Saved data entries
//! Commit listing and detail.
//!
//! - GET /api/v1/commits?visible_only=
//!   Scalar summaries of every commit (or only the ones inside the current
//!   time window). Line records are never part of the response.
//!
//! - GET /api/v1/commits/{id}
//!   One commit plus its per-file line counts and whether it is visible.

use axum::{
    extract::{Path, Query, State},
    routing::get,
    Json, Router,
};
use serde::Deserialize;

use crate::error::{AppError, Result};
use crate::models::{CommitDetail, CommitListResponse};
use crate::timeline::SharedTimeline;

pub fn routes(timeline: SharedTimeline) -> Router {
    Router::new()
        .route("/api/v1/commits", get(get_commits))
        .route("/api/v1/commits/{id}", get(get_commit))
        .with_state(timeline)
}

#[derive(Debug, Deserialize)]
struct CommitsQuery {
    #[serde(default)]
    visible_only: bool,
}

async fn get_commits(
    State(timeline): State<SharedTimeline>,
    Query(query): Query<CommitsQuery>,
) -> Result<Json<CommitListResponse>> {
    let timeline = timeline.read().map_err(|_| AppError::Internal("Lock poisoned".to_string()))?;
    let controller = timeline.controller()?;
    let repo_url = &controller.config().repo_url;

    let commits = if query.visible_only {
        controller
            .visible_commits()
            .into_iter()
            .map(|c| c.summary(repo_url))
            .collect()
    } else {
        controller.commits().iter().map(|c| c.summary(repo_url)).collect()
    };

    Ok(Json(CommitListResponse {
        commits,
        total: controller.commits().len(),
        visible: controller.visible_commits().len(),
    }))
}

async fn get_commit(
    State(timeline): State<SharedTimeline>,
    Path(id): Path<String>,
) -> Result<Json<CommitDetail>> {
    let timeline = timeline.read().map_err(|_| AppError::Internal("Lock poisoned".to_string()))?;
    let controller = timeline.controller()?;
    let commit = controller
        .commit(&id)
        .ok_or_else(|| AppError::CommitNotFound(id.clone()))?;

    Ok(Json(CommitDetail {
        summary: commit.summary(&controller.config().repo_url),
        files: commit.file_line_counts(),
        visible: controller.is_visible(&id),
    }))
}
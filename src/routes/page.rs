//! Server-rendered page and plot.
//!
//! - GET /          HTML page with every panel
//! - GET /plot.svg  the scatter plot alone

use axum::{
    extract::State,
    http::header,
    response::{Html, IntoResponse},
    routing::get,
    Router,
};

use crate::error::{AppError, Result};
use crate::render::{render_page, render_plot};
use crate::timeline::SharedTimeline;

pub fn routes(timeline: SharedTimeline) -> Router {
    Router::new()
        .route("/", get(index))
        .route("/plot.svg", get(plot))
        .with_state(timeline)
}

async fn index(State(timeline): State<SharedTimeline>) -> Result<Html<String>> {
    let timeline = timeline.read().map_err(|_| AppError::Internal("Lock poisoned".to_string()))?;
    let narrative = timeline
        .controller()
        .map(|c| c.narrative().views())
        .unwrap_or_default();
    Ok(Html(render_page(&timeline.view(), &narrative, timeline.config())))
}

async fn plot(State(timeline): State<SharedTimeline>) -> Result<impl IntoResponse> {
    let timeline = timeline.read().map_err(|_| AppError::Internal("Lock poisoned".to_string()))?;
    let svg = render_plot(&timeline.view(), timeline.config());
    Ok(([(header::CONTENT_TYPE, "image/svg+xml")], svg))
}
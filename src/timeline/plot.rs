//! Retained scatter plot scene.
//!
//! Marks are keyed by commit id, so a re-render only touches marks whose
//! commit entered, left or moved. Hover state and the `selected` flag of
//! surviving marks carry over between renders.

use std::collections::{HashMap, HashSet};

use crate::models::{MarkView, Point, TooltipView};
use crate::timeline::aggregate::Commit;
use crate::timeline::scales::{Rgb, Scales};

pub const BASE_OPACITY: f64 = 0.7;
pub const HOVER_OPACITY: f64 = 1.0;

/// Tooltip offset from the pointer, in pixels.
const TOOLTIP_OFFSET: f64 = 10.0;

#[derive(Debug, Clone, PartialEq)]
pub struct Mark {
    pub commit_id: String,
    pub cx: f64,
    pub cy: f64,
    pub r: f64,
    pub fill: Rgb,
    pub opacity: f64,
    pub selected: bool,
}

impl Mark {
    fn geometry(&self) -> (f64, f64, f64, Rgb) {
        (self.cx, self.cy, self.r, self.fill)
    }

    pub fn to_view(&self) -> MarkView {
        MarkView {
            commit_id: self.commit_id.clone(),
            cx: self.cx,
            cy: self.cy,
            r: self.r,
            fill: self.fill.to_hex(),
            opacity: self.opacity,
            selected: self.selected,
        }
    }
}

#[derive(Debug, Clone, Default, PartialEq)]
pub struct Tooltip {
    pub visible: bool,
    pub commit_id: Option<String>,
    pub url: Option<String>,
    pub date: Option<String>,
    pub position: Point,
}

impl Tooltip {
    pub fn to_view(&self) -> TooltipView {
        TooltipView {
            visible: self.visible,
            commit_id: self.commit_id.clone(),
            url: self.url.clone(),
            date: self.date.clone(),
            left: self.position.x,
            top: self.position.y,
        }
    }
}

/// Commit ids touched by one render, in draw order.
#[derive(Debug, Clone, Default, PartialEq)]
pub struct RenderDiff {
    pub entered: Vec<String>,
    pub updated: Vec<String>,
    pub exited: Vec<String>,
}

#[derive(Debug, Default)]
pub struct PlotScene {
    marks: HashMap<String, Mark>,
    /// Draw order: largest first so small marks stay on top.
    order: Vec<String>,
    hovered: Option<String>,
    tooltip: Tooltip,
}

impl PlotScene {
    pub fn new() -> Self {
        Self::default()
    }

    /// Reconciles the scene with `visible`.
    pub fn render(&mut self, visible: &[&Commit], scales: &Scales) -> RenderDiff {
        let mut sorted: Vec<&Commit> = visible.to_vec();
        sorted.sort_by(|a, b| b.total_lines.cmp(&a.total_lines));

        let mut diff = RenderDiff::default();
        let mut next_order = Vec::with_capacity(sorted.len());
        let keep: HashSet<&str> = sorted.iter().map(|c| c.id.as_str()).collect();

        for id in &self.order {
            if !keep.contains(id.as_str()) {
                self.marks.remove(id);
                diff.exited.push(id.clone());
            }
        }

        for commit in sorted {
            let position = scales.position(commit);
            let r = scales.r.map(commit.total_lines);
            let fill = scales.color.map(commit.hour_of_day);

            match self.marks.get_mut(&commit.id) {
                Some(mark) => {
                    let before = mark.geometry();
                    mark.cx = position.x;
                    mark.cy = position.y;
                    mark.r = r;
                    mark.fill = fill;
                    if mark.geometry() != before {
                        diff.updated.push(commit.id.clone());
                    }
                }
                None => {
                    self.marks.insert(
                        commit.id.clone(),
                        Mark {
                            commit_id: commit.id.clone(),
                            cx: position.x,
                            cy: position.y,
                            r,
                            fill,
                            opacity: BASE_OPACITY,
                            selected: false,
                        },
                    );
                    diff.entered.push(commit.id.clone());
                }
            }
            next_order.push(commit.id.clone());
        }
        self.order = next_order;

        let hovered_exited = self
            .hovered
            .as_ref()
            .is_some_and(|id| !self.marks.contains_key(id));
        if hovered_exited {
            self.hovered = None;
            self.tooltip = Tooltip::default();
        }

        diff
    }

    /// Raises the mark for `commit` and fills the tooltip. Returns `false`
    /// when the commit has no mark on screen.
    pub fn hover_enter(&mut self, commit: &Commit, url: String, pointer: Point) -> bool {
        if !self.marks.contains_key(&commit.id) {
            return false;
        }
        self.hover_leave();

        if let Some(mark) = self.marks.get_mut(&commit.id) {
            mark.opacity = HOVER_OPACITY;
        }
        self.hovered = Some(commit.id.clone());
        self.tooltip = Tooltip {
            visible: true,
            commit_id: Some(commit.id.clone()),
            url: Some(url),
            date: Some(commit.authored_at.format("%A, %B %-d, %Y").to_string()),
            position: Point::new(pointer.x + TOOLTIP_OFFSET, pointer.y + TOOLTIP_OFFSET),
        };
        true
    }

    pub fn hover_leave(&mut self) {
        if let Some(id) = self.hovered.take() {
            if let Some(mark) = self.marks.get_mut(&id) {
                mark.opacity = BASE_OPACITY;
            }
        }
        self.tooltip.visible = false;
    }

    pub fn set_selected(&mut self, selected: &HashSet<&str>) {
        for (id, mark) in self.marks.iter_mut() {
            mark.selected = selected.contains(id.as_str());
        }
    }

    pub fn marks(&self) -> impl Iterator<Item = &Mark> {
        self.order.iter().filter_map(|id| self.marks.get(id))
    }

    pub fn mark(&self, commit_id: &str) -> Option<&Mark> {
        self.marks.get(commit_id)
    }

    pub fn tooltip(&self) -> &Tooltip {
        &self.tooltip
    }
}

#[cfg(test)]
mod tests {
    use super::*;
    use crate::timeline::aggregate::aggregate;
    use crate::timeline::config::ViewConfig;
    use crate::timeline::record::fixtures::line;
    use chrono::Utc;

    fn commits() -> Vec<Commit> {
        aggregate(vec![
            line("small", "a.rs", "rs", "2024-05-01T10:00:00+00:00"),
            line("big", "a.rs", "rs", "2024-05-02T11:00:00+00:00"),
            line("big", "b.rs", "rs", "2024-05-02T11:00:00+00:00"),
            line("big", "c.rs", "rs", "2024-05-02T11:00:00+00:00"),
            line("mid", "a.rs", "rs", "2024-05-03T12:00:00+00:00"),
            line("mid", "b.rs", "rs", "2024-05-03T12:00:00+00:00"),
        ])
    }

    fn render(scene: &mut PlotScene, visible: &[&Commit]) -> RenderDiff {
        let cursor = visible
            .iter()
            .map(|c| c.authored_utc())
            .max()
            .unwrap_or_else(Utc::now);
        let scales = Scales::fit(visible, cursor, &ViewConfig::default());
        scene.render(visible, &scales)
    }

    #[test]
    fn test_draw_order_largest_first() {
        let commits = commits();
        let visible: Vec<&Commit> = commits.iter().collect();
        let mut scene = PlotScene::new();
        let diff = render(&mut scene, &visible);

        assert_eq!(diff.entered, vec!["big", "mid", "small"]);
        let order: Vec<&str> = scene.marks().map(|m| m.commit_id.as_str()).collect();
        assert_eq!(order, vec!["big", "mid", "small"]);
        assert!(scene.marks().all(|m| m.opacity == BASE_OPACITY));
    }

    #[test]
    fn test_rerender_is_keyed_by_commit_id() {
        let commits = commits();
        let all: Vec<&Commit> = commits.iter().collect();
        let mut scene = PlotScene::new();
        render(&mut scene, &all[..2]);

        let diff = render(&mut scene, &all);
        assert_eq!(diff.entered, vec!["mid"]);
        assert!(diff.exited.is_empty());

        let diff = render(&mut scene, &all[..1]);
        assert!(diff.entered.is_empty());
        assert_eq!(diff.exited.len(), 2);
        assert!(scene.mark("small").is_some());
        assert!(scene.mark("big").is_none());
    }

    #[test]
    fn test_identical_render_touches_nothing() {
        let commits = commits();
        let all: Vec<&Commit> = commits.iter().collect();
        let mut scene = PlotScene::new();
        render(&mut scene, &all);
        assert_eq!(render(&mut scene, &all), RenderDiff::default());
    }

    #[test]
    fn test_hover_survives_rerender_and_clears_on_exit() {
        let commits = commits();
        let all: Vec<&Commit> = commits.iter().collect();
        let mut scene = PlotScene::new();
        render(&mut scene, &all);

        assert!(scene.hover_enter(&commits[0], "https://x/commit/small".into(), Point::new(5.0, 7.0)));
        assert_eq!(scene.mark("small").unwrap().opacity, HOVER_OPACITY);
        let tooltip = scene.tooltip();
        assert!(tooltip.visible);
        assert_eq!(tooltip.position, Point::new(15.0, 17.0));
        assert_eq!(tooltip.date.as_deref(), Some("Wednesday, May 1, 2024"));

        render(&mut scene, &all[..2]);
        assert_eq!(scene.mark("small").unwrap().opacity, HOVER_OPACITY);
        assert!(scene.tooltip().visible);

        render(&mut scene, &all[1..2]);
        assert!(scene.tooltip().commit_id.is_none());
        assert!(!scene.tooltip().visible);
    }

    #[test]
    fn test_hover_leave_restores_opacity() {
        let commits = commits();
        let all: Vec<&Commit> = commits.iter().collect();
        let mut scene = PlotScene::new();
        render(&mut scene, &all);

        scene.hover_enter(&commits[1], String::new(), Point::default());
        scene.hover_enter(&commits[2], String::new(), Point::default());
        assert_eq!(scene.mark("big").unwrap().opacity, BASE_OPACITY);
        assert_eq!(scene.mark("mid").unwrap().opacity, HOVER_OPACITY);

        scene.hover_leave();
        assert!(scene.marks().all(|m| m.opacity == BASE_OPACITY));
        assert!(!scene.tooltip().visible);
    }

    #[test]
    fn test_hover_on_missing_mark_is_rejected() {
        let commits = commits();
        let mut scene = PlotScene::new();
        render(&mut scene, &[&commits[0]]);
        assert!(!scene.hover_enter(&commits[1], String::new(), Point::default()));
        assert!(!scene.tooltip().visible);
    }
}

• [Exercise description] Filter the records above down to the lines containing "async".

• [Answer to this exercise]
async fn get_commits(
async fn get_commit(
async fn index(State(timeline): State<SharedTimeline>) -> Result<Html<String>> {
async fn plot(State(timeline): State<SharedTimeline>) -> Result<impl IntoResponse> {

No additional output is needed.